:: TASK PROMPT ::
Set down the whole listing verbatim.
- - -
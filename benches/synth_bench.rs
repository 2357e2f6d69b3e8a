//! Benchmarks for the synth's DSP primitives and whole-engine rendering.
//!
//! Run with: cargo bench
//!
//! Reference timing at 48kHz sample rate:
//!   - 64 samples  = 1.33ms deadline
//!   - 128 samples = 2.67ms deadline
//!   - 256 samples = 5.33ms deadline
//!   - 512 samples = 10.67ms deadline
//!
//! Benchmark groups:
//!   - dsp/*        Primitives (oscillator, noise, envelope, filter, reverb)
//!   - scenarios/*  One voice graph, and the full engine with a chord held

use criterion::{criterion_group, criterion_main};

mod dsp;
mod scenarios;

/// Common buffer sizes used in audio applications.
pub const BLOCK_SIZES: &[usize] = &[64, 128, 256, 512];

pub const SAMPLE_RATE: f32 = 48_000.0;

criterion_group!(
    benches,
    dsp::bench_oscillator,
    dsp::bench_noise,
    dsp::bench_envelope,
    dsp::bench_filter,
    dsp::bench_reverb,
    scenarios::bench_voices,
    scenarios::bench_engine,
);
criterion_main!(benches);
- - -
:: YOUR RESPONSE ::
filename benches/synth_bench.rs
repository 2357e2f6d69b3e8a
//! Benchmarks for the synth's DSP primitives and whole-engine rendering.
//!
//! Run with: cargo bench
//!
//! Reference timing at 48kHz sample rate:
//!   - 64 samples  = 1.33ms deadline
//!   - 128 samples = 2.67ms deadline
//!   - 256 samples = 5.33ms deadline
//!   - 512 samples = 10.67ms deadline
//!
//! Benchmark groups:
//!   - dsp/*        Primitives (oscillator, noise, envelope, filter, reverb)
//!   - scenarios/*  One voice graph, and the full engine with a chord held

use criterion::{criterion_group, criterion_main};

mod dsp;
mod scenarios;

/// Common buffer sizes used in audio applications.
pub const BLOCK_SIZES: &[usize] = &[64, 128, 256, 512];

pub const SAMPLE_RATE: f32 = 48_000.0;

criterion_group!(
    benches,
    dsp::bench_oscillator,
    dsp::bench_noise,
    dsp::bench_envelope,
    dsp::bench_filter,
    dsp::bench_reverb,
    scenarios::bench_voices,
    scenarios::bench_engine,
);
criterion_main!(benches);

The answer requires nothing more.